En approfondissant l’analyse, l’étude observe qu’une hausse de 12 points de base du taux des bons du Trésor à un an provoque cette fois une baisse plus marquée des prix de l’ordre de 0,3% après six trimestres. Ces résultats apparaissent plus robustes, car la marge d’incertitude statistique exclut l’hypothèse d’un effet nul.
Les chercheurs de la Banque ont également testé l’effet d’une variation du
taux interbancaire, un indicateur plus directement lié aux conditions de financement bancaire. Une hausse de 10 points de base de ce taux se traduit par une diminution de 0,4% des
prix de l’immobilier après quatre trimestres. Cette réaction plus rapide et plus prononcée reflète, selon l’étude, la sensibilité du marché du logement aux coûts d’emprunt, en particulier via les
crédits immobiliers.
De manière plus générale, le resserrement monétaire induit aussi une baisse temporaire du PIB réel, des prix à la consommation et de la masse monétaire, confirmant le caractère transitoire mais restrictif de ces politiques sur l’activité économique.

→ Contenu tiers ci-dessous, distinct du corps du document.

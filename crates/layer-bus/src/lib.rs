//! # Layer Bus - In-Process Message Bus
//!
//! Type-safe events, commands and queries routed between architectural
//! layers.
//!
//! ## Message Kinds
//!
//! ```text
//!   publish(Event<T>)            send(Command<T>)           query(Query<T, R>)
//!         │                            │                            │
//!         ▼                            ▼                            ▼
//!  ┌─────────────┐              ┌─────────────┐              ┌─────────────┐
//!  │ route check │              │ route check │              │ route check │
//!  └──────┬──────┘              └──────┬──────┘              └──────┬──────┘
//!         │                            │                     cache hit? ──► Response
//!    fan-out to N                one handler                  one handler
//!    (concurrent)              raced vs timeout            raced vs timeout
//!         │                            │                            │
//!         ▼                            ▼                            ▼
//!   handled count                 Result<O>                  Response<R>
//! ```
//!
//! ## Routing
//!
//! Every message carries a source layer and an optional destination. The
//! `LayerGraph` decides which edges are allowed; see `bus_types::layer`.
//!
//! ## Observability
//!
//! Counters are kept in-process (`MessageBus::metrics`) and mirrored to an
//! injected `MetricsSink`. Dispatch detail is logged through `tracing`.

#![allow(clippy::missing_const_for_fn)]
#![cfg_attr(test, allow(clippy::unwrap_used))]
#![cfg_attr(test, allow(clippy::expect_used))]
#![cfg_attr(test, allow(clippy::panic))]

pub mod cache;
pub mod core;
pub mod facade;
pub mod handler;
pub mod metrics;
pub mod registration;
pub mod registry;
pub mod transport;

pub use cache::{derive_cache_key, CacheStatistics, QueryCache, MAX_CACHE_TTL};
pub use self::core::BusCore;
pub use facade::{MessageBus, MessageBusBuilder};
pub use handler::{
    CommandHandler, EventHandler, FnCommandHandler, FnEventHandler, FnQueryHandler, QueryHandler,
    WeakEventHandler,
};
pub use metrics::{
    BusCounter, BusMetrics, MetricsSink, MetricsSnapshot, NoopSink, TraceOutcome, TraceRecord,
};
pub use registration::Registration;
pub use registry::{
    HandlerRegistry, Liveness, RegistrationId, RegistrationOptions, RegistryIntrospection,
};
pub use transport::{EnvelopeStream, LoopbackTransport, Transport, TransportError, WireEnvelope};

pub use bus_types::{
    BoxError, BusConfig, BusError, BusResult, Command, Envelope, Event, HandlerResult, Layer,
    LayerGraph, Message, MessageKind, Query, Response, RoutingViolation,
};
//! Prometheus metrics for the message bus.
//!
//! All metrics follow the naming convention: `layer_bus_<metric>_<unit>`
//!
//! ## Metric Types
//!
//! - **Counter**: bus counters by kind and payload type (`layer_bus_messages_total`)
//! - **Gauge**: handlers reached by the last dispatch of an event type
//! - **Histogram**: dispatch latency (`layer_bus_dispatch_duration_seconds`)

use lazy_static::lazy_static;
use prometheus::{
    exponential_buckets, Encoder, HistogramOpts, HistogramVec, IntCounterVec, IntGaugeVec, Opts,
    Registry, TextEncoder,
};
use std::sync::Arc;

use crate::TelemetryError;

lazy_static! {
    /// Registry holding every bus metric
    pub static ref REGISTRY: Registry = Registry::new();

    /// Bus counters: published, processed, errors, timeouts, cache hits/misses, routing violations
    pub static ref BUS_MESSAGES: IntCounterVec = IntCounterVec::new(
        Opts::new("layer_bus_messages_total", "Bus counters by message kind and payload type"),
        &["counter", "kind", "payload_type"]
    ).expect("metric creation failed");

    /// Dispatch latency
    pub static ref BUS_DISPATCH_DURATION: HistogramVec = HistogramVec::new(
        HistogramOpts::new(
            "layer_bus_dispatch_duration_seconds",
            "Time from submission to completion of a bus operation"
        ).buckets(exponential_buckets(0.00005, 2.0, 16).expect("valid buckets")),
        &["kind", "payload_type"]
    ).expect("metric creation failed");

    /// Handlers reached by the most recent publish of each event type
    pub static ref BUS_EVENT_HANDLERS: IntGaugeVec = IntGaugeVec::new(
        Opts::new("layer_bus_event_handlers", "Handlers reached by the last publish of an event type"),
        &["payload_type"]
    ).expect("metric creation failed");

    /// Trace records by outcome
    pub static ref BUS_TRACES: IntCounterVec = IntCounterVec::new(
        Opts::new("layer_bus_traces_total", "Traced bus operations by outcome"),
        &["kind", "outcome"]
    ).expect("metric creation failed");
}

/// Keeps the metrics registry referenced while telemetry is active
pub struct MetricsHandle {
    _registry: Arc<Registry>,
}

/// Register all bus metrics with [`REGISTRY`].
///
/// Calling this more than once is harmless.
pub fn register_metrics() -> Result<MetricsHandle, TelemetryError> {
    let metrics: Vec<Box<dyn prometheus::core::Collector>> = vec![
        Box::new(BUS_MESSAGES.clone()),
        Box::new(BUS_DISPATCH_DURATION.clone()),
        Box::new(BUS_EVENT_HANDLERS.clone()),
        Box::new(BUS_TRACES.clone()),
    ];

    for metric in metrics {
        match REGISTRY.register(metric) {
            Ok(()) | Err(prometheus::Error::AlreadyReg) => {}
            Err(e) => return Err(TelemetryError::MetricsInit(e.to_string())),
        }
    }

    Ok(MetricsHandle {
        _registry: Arc::new(REGISTRY.clone()),
    })
}

/// Encode all metrics as Prometheus text format.
pub fn encode_metrics() -> Result<String, TelemetryError> {
    let encoder = TextEncoder::new();
    let metric_families = REGISTRY.gather();
    let mut buffer = Vec::new();
    encoder
        .encode(&metric_families, &mut buffer)
        .map_err(|e| TelemetryError::MetricsInit(e.to_string()))?;
    String::from_utf8(buffer).map_err(|e| TelemetryError::MetricsInit(e.to_string()))
}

Bank Al-Maghrib souligne que cette dynamique, bien que modérée, confirme l’existence d’un canal de transmission monétaire passant par les prix des actifs immobiliers. Toutefois, le délai de réaction et la faible ampleur de l’ajustement traduisent une inertie propre au marché marocain. Celle-ci serait liée à la structure du financement immobilier, encore peu développée, et à la part importante du secteur informel dans la construction et les transactions.
Ces conclusions s’inscrivent dans la lignée d’études menées dans d’autres économies émergentes. En
Afrique du Sud, par exemple, une recherche de Ncube et Ndou (2013) a montré qu’une hausse des taux d’intérêt freine également les prix du logement, mais avec un décalage dans le temps. Des travaux similaires réalisés en Turquie (Çatık et Karadaş, 2017) confirment cette tendance, les ajustements du marché immobilier se produisant souvent plusieurs trimestres après les chocs monétaires.
Pour le cas marocain, Bank Al-Maghrib estime que ces résultats ouvrent la voie à une meilleure compréhension du rôle du secteur immobilier dans la transmission de la
politique monétaire. L’institution suggère d’approfondir la recherche en intégrant les différences régionales de prix et la spécificité du logement informel, afin de mieux cerner les interactions entre taux d’intérêt, crédit et dynamique du marché immobilier.
Ainsi, l’étude met en lumière un enseignement essentiel : la politique monétaire, bien qu’efficace pour influencer la demande immobilière, agit lentement et de façon mesurée sur les prix au Maroc. Un constat qui plaide pour une approche équilibrée, tenant compte à la fois des objectifs de stabilité monétaire et de la nécessité de préserver la dynamique du secteur du logement.